Bomet youth makes virus detecting machine

Sunday, May 10th, 2020 05:00 |

Imagine being able to detect in just a few minutes whether a place has been infected with some virus.

This has now become a reality, thanks to a new ultra-sensitive detector that has been developed by Nathan Kirui from Kapngetuny village, Bomet.

The 29 years-old inventor has just completed the first prototype of a machine he calls virus detector and expects to present it to the Ministry of Health for approvals soon.

The idea was born last year following the outbreak of coronavirus in China. However, Kirui started working on it after the country registered its first COVID-19 patient.

This is because the issue of finding a means of detecting quickly and simply whether a place or surface is harboring coronavirus is again very much on the agenda.

 “I started developing this machine when I realized that people can catch COVID-19 by touching contaminated surfaces or objects and then touch their eyes, nose or mouth.”

The coronavirus can live for hours to days on surfaces like countertops and doorknobs. How long its survival depends on the material the surface is made from.

“I realized that the government is only concentrating on testing kits for human but no one was thinking of preventing the spread of the virus further. Considering that the virus can survive on different surfaces that is why I decided to come up with the machine which can help to stop further spreading of the virus.”

While the machine has only worked for his home made virus, he says that a little modification can make it detect other viruses that may cause death. His prayer is if the machine is approved other innovators can pick the idea and come up with a machine which can detect a number of viruses. 

 “For my trials I used viruses made from a mixture of ashes and copper which after reaction formed a virus. The machine was able to spot contaminated areas. If the machine is used it will minimize the amount of disinfectants being used in areas that aren’t contaminated.”

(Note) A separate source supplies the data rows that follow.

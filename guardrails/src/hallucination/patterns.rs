//! Pattern-based claim extraction.

use once_cell::sync::Lazy;
use regex::Regex;

use super::types::{Claim, ClaimCategory};

static STATISTIC_PATTERNS: Lazy<Vec<Regex>> = Lazy::new(|| {
    vec![
        Regex::new(r"\b\d+(?:\.\d+)?%").unwrap(),
        Regex::new(r"\b\d{1,3}(?:,\d{3})*(?:\.\d+)?\s+(?:million|billion|trillion)\b").unwrap(),
        Regex::new(r"\b\d+(?:\.\d+)?\s+(?:times|fold)\b").unwrap(),
        Regex::new(r"\b(?:increased|decreased|rose|fell)\s+by\s+\d+(?:\.\d+)?%?").unwrap(),
    ]
});

static DATE_PATTERNS: Lazy<Vec<Regex>> = Lazy::new(|| {
    vec![
        Regex::new(
            r"\b(?:January|February|March|April|May|June|July|August|September|October|November|December)\s+\d{1,2},?\s+\d{4}\b",
        )
        .unwrap(),
        Regex::new(r"\b\d{1,2}/\d{1,2}/\d{4}\b").unwrap(),
        Regex::new(r"\b\d{4}-\d{2}-\d{2}\b").unwrap(),
        Regex::new(r"\bin\s+\d{4}\b").unwrap(),
    ]
});

static QUOTE_PATTERNS: Lazy<Vec<Regex>> = Lazy::new(|| {
    vec![
        Regex::new(r#""[^"]{20,200}""#).unwrap(),
        Regex::new(r#"said\s+"[^"]+""#).unwrap(),
        Regex::new(r#"according\s+to\s+[^,]+,\s+"[^"]+""#).unwrap(),
    ]
});

static FACT_PATTERNS: Lazy<Vec<Regex>> = Lazy::new(|| {
    vec![
        Regex::new(
            r"\b(?:is|was|are|were)\s+(?:the\s+)?(?:first|last|only|largest|smallest|highest|lowest)\b",
        )
        .unwrap(),
        Regex::new(r"\b(?:founded|established|created|invented)\s+in\s+\d{4}\b").unwrap(),
        Regex::new(r"\b(?:located|situated)\s+in\s+[A-Z][a-z]+(?:\s+[A-Z][a-z]+)*").unwrap(),
    ]
});

/// Confidence assigned to every pattern-extracted claim.
pub const PATTERN_CONFIDENCE: f64 = 0.7;

fn families() -> [(ClaimCategory, &'static [Regex]); 4] {
    [
        (ClaimCategory::Statistic, STATISTIC_PATTERNS.as_slice()),
        (ClaimCategory::Date, DATE_PATTERNS.as_slice()),
        (ClaimCategory::Quote, QUOTE_PATTERNS.as_slice()),
        (ClaimCategory::Fact, FACT_PATTERNS.as_slice()),
    ]
}

/// The sentence enclosing a character span.
pub fn enclosing_sentence(content: &str, start: usize, end: usize) -> String {
    let sentence_start = content[..start].rfind(['.', '!', '?']).map(|i| i + 1).unwrap_or(0);
    let sentence_end = content[end..]
        .find(['.', '!', '?'])
        .map(|i| end + i + 1)
        .unwrap_or(content.len());
    content[sentence_start..sentence_end].trim().to_string()
}

/// Extract claims by regex family. Infallible; always runs regardless of
/// the semantic pass.
pub fn extract(content: &str) -> Vec<Claim> {
    let mut claims = Vec::new();
    let mut counter = 1usize;
    for (category, patterns) in families() {
        for pattern in patterns {
            for m in pattern.find_iter(content) {
                claims.push(Claim {
                    id: format!("pattern_claim_{counter}"),
                    text: m.as_str().to_string(),
                    category,
                    confidence: PATTERN_CONFIDENCE,
                    sentence: enclosing_sentence(content, m.start(), m.end()),
                    span: (m.start(), m.end()),
                });
                counter += 1;
            }
        }
    }
    claims
}

#[cfg(test)]
mod tests {
    use super::*;

    #[test]
    fn percentages_are_statistics() {
        let claims = extract("Honey production rose by 12% in 2021.");
        assert!(claims
            .iter()
            .any(|c| c.category == ClaimCategory::Statistic && c.text.contains("12%")));
    }

    #[test]
    fn years_in_context_are_dates() {
        let claims = extract("The society was founded in 1893.");
        assert!(claims.iter().any(|c| c.category == ClaimCategory::Date));
        assert!(claims.iter().any(|c| c.category == ClaimCategory::Fact));
    }

    #[test]
    fn short_quotes_are_ignored() {
        let claims = extract(r#"He said "no" and left."#);
        assert!(!claims.iter().any(|c| c.category == ClaimCategory::Quote && c.text == "\"no\""));
    }

    #[test]
    fn long_quotes_are_extracted_with_spans() {
        let content = r#"The keeper remarked: "urban hives often outproduce their rural counterparts in spring"."#;
        let claims = extract(content);
        let quote = claims.iter().find(|c| c.category == ClaimCategory::Quote).unwrap();
        assert_eq!(&content[quote.span.0..quote.span.1], quote.text);
    }

    #[test]
    fn enclosing_sentence_is_recovered() {
        let content = "Bees are busy. Honey output rose by 40% last year. Hives thrive.";
        let claims = extract(content);
        let stat = claims.iter().find(|c| c.category == ClaimCategory::Statistic).unwrap();
        assert_eq!(stat.sentence, "Honey output rose by 40% last year.");
    }
}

Kirui, who dropped out of an electrical engineering course after one semester due to lack of school fees, uses locally available materials to make the detecting machine. To make the machine he used normal resistor’s, transistors, lenses, bulbs, capacitors and wires.

Kirui used about sh30,000 to come up with this machine and if approved that will be his happiness. The best thing about the machine is that detection takes microseconds, it is portable and when connected to power it moves itself around.

“Detecting various viruses with this device shouldn’t be a major hurdle. Until now, no one has demonstrated a biosensor technique that could be practical for viruses. This machine it has the sensitivity required for early detection.”